Four years after he first emerged in the political arena in Iran as a prominent figure in the conservative camp – today (Saturday) Ibrahim Raisi won the presidential election and picked up the second most important position in the Iranian decision-making system. Raisi, the forerunner of the Ayatollahs regime, holds almost opposite positions than his predecessor regarding Iran-West relations and, according to estimates, is expected to succeed the Khamenei leader, whose medical condition is deteriorating.

Throughout the campaign, Raisi led the polls, and his election is not a surprise. The results of the nomination screening process – in which 7 out of 592 candidates were approved – testified to his high chances of winning and the establishment’s support for him. The removal of well-known and challenging politicians from the opposing camp – such as the former Speaker of Parliament and incumbent Vice President – was intended to pave his way easily to the presidency.

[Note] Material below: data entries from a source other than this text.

//! One cargo-diag invocation from cargo launch to finished report

use chrono::{DateTime, Local, Utc};
use std::fs;
use std::path::{Path, PathBuf};

use crate::cargo::{
    count_hidden_warnings, decode_diagnostics, split_output, CargoInvocation, CargoSubcommand,
    CompiledScope, DiagnosticEntry, DiagnosticKey,
};
use crate::config::DiagConfig;
use crate::error::{DiagError, DiagResult, ErrorCode};
use crate::project::Project;
use crate::report::{format_report, hidden_warnings_note, ReportContext, ReportData};
use crate::subprocess::{ProcessError, ProcessOutput, SubprocessManager};
use crate::test_output::{parse_test_output, TestOutcome};
use crate::tracker::{apply_run, TrackStatus, TrackerStore};

const RAW_LOG_PREFIX: &str = "cargo-diag-raw-";
const STDERR_SEPARATOR: &str = "\n---STDERR---\n";

/// What the user asked for on the command line
#[derive(Debug, Clone)]
pub struct SessionOptions {
    pub command: CargoSubcommand,
    pub include_warnings: bool,
    pub package: Option<String>,
    pub reset_tracker: bool,
    pub show_fixed: bool,
    pub fresh: bool,
    pub compile_only: bool,
}

impl SessionOptions {
    pub fn new(command: CargoSubcommand) -> Self {
        Self {
            command,
            include_warnings: false,
            package: None,
            reset_tracker: false,
            show_fixed: false,
            fresh: false,
            compile_only: false,
        }
    }
}

/// Everything one invocation produced
#[derive(Debug, Clone)]
pub struct RunSession {
    pub command: CargoSubcommand,
    pub package: Option<String>,
    pub output: ProcessOutput,
    pub diagnostics: Vec<DiagnosticEntry>,
    pub tests: Option<TestOutcome>,
    pub fixed: Vec<DiagnosticKey>,
    pub hidden_warnings: usize,
    pub raw_log: PathBuf,
    pub tracker_file: PathBuf,
    pub report: String,
}

/// Runs cargo for a project and turns the result into a report
pub struct Session {
    project: Project,
    config: DiagConfig,
    subprocess: SubprocessManager,
}

impl Session {
    pub fn new(project: Project, config: DiagConfig, subprocess: SubprocessManager) -> Self {
        Self {
            project,
            config,
            subprocess,
        }
    }

    pub fn project(&self) -> &Project {
        &self.project
    }

    pub async fn run(&self, options: &SessionOptions) -> DiagResult<RunSession> {
        self.run_at(options, Utc::now()).await
    }

    /// Run with an explicit clock reading
    ///
    /// Fails only when cargo could not be started, was interrupted, or exited
    /// non-zero without printing anything. Tracker and log problems are logged
    /// and skipped.
    pub async fn run_at(
        &self,
        options: &SessionOptions,
        now: DateTime<Utc>,
    ) -> DiagResult<RunSession> {
        let invocation = CargoInvocation::new(options.command)
            .program(self.config.cargo.as_str())
            .package(options.package.clone())
            .manifest_path(self.project.manifest_path.clone())
            .compile_only(options.compile_only);
        let store = TrackerStore::new(&self.config.state_dir, &self.project.name);

        if options.reset_tracker {
            if let Err(e) = store.reset() {
                tracing::warn!("Could not reset tracker: {}", e);
            }
        }

        if options.fresh {
            self.clean(&invocation).await;
        }

        let command = invocation.to_command(&self.project.root);
        tracing::debug!("Running {}", command.display());
        let output = self
            .subprocess
            .runner()
            .run(command)
            .await
            .map_err(|e| spawn_failure(options.command, e))?;

        let local_now = now.with_timezone(&Local);
        let raw_log = raw_log_path(&self.config.log_dir, &local_now);
        if let Err(e) = write_raw_log(&raw_log, &output) {
            tracing::warn!("{}", e);
        }

        if !output.status.success() && output.stdout.trim().is_empty() {
            return Err(DiagError::launch(
                options.command.as_str(),
                output.exit_code(),
                output.stderr,
            ));
        }

        let split = split_output(&output.stdout);
        let diagnostics = decode_diagnostics(
            split.structured.iter().copied(),
            options.include_warnings,
        );

        let tests = if invocation.runs_tests() {
            parse_test_output(&split.text, &output.stderr)
        } else {
            None
        };

        let scope = match options.package {
            Some(_) => CompiledScope::from_stream(
                split.structured.iter().copied(),
                Some(self.project.root.as_path()),
            ),
            None => CompiledScope::Unrestricted,
        };

        let mut state = store.load();
        let fixed = apply_run(&mut state, &diagnostics, &self.project.name, &scope, now);
        if let Err(e) = store.save(&state) {
            tracing::warn!("Could not save tracker: {}", e);
        }

        let earlier_fixed: Vec<DiagnosticKey> = if options.show_fixed {
            state
                .diagnostics
                .values()
                .filter(|d| d.status == TrackStatus::Fixed)
                .map(|d| d.key())
                .filter(|key| !fixed.contains(key))
                .collect()
        } else {
            Vec::new()
        };

        let hidden_warnings = if options.include_warnings {
            0
        } else {
            count_hidden_warnings(split.structured.iter().copied())
        };

        let ctx = ReportContext {
            command: options.command,
            project: &self.project.name,
            run_number: state.run_count,
            timestamp: local_now.format("%Y-%m-%d %H:%M").to_string(),
            include_warnings: options.include_warnings,
            raw_log: &raw_log,
            tracker_file: store.path(),
        };
        let mut report = format_report(
            &ctx,
            &ReportData {
                diagnostics: &diagnostics,
                fixed: &fixed,
                earlier_fixed: &earlier_fixed,
                tests: tests.as_ref(),
            },
        );
        if let Some(note) = hidden_warnings_note(hidden_warnings) {
            report.push_str("\n\n");
            report.push_str(&note);
        }

        Ok(RunSession {
            command: options.command,
            package: options.package.clone(),
            output,
            diagnostics,
            tests,
            fixed,
            hidden_warnings,
            raw_log,
            tracker_file: store.path().to_path_buf(),
            report,
        })
    }

    /// `cargo clean` before the run; failures are only logged
    async fn clean(&self, invocation: &CargoInvocation) {
        let command = invocation.clean_command(&self.project.root);
        match self.subprocess.runner().run(command).await {
            Ok(output) if output.status.success() => tracing::info!("Cleaned build artifacts"),
            Ok(output) => tracing::warn!(
                "cargo clean exited with {}: {}",
                output.exit_code(),
                output.stderr.trim()
            ),
            Err(e) => tracing::warn!("cargo clean failed: {}", e),
        }
    }
}

fn spawn_failure(command: CargoSubcommand, err: ProcessError) -> DiagError {
    match DiagError::from(err) {
        DiagError::Launch {
            code,
            exit_code,
            stderr,
            ..
        } => DiagError::Launch {
            code,
            command: command.to_string(),
            exit_code,
            stderr,
        },
        other => other,
    }
}

pub fn raw_log_path(log_dir: &Path, now: &DateTime<Local>) -> PathBuf {
    log_dir.join(format!(
        "{}{}.log",
        RAW_LOG_PREFIX,
        now.format("%Y%m%d-%H%M%S")
    ))
}

fn write_raw_log(path: &Path, output: &ProcessOutput) -> DiagResult<()> {
    let contents = format!("{}{}{}", output.stdout, STDERR_SEPARATOR, output.stderr);
    fs::write(path, contents).map_err(|e| {
        DiagError::storage(
            ErrorCode::STORAGE_IO_ERROR,
            "Failed to write raw log",
            Some(path.to_path_buf()),
        )
        .with_source(e)
    })
}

Ibrahim Raisi and Hassan Rouhani | Photo: Reuters

Raisi has been serving as head of the judiciary since March 2019, with the direct appointment of Supreme Leader Khamenei. Raisi has a rich and dubious past in the Iranian justice system, and has for years been considered a hated figure in the wake of the many executions he ordered after the Islamic Revolution and the Iran-Iraq War, by virtue of his position as Attorney General. It is estimated that he signed the execution of between 5,000-30,000 opposition supporters, which earned him the nickname “the executioner from Tehran”. He himself never addressed the issue in public.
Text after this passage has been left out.